# Pelvicachromis Sacrimontis (aka scarlet/giant/regular/-krib)



## xalow (May 10, 2007)

I am honestly not at all familiar with Pelvicachromis enough to figure out if what I have is different from the standard krib. They look the same as far as I can tell.

Here is my pair:










Fish base states the P. sacrimontis is an unjustifiable synonym for P. camerunensis, which in turn is apparently a synonym for P. kribensis. Am I getting this right?

My small pair has fry which are barely visible form my awful picture, which is why I am asking for some help clearing up this nomenclature mystery.


----------



## dwarfpike (Jan 22, 2008)

Those look regular to me ... _P. sacrimontis_ is a bright red even when small.

Best pics of the various _Pelvicachromis_ I've found is here: http://www.tedsfishroom.com/wp/imag.../west-african-cichlids/pelvicachromis-gallery

Until recently (2004 I think), _P. sacrimontis_ was considered a junior synonym for _P. pulcher_ ... aka the hobby 'krib.'

Odd note, _P. kribensis_ is actually a jr. synonym for _P. taeniatus_.


----------



## aquaticclarity (Nov 8, 2006)

Your fish are Pelvicachromis pulcher.

P. sacrimontis is a very similiar species but has a different color pattern and a slightly differnt head profile.

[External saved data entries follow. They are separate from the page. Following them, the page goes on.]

//! Pipeline settings persisted as `config.toml` in the app root.

mod defaults;
mod types;

use std::path::{Path, PathBuf};

use crate::app_dirs;

pub use types::{ConfigError, DatasetSettings, PipelineSettings, TrainingSettings};

/// Default filename used to store pipeline settings.
pub const CONFIG_FILE_NAME: &str = "config.toml";

/// Resolve the settings file path, ensuring the app root exists.
pub fn config_path() -> Result<PathBuf, ConfigError> {
    let dir = app_dirs::app_root_dir().map_err(map_app_dir_error)?;
    Ok(dir.join(CONFIG_FILE_NAME))
}

/// Load settings from the app root, returning defaults if the file is missing.
pub fn load_or_default() -> Result<PipelineSettings, ConfigError> {
    load_from_path(&config_path()?)
}

pub fn load_from_path(path: &Path) -> Result<PipelineSettings, ConfigError> {
    if !path.exists() {
        return Ok(PipelineSettings::default());
    }
    let text = std::fs::read_to_string(path).map_err(|source| ConfigError::Read {
        path: path.to_path_buf(),
        source,
    })?;
    toml::from_str::<PipelineSettings>(&text)
        .map(PipelineSettings::normalized)
        .map_err(|source| ConfigError::ParseToml {
            path: path.to_path_buf(),
            source,
        })
}

/// Persist settings to the app root.
pub fn save(settings: &PipelineSettings) -> Result<(), ConfigError> {
    save_to_path(settings, &config_path()?)
}

/// Save settings to a specific path, creating parent directories as needed.
pub fn save_to_path(settings: &PipelineSettings, path: &Path) -> Result<(), ConfigError> {
    if let Some(parent) = path.parent() {
        std::fs::create_dir_all(parent).map_err(|source| ConfigError::CreateDir {
            path: parent.to_path_buf(),
            source,
        })?;
    }
    let data = toml::to_string_pretty(settings).map_err(|source| ConfigError::SerializeToml {
        path: path.to_path_buf(),
        source,
    })?;
    crate::atomic_file::atomic_write(path, data.as_bytes()).map_err(|source| ConfigError::Write {
        path: path.to_path_buf(),
        source,
    })
}

fn map_app_dir_error(error: app_dirs::AppDirError) -> ConfigError {
    match error {
        app_dirs::AppDirError::NoBaseDir => ConfigError::NoConfigDir,
        app_dirs::AppDirError::CreateDir { path, source } => ConfigError::CreateDir { path, source },
    }
}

There are 3 naturally occuring color forms yellow, green, and red.

P. sp. aff. pulcher-P. camerunensis-P. sacrimontis

Pelvicachromis sp. aff. pulcher Form A and B (sp.=species [not discribed] and aff.=affinis [silimilar to]...stated that it MIGHT be discribed as P. camerunensis (pg. 146 African Cichlids 1 Cichlids from West Africa Linke and Staeck 1994)...accourding to Lamboj P. sacrimontis was discribed in 1977 by Paulo

Jeff


----------



## dwarfpike (Jan 22, 2008)

*points to Jeff*

Listen to him, he's better at westies than I am ... I am constantly drooling at his stocklist of westies ... *chuckles*


----------



## xalow (May 10, 2007)

Thank you two so much for clearing that up.

From what I have read apparently P. camerunensis does not occur in Cameroon, another odd note in taxonomy.

The fish base thing I was alluding to is here in case anyone was curious:
http://www.fishbase.org/Nomenclature/Sy ... spelling=0

Strange how it credits it as a synonym in 1968 for a publication from 1977?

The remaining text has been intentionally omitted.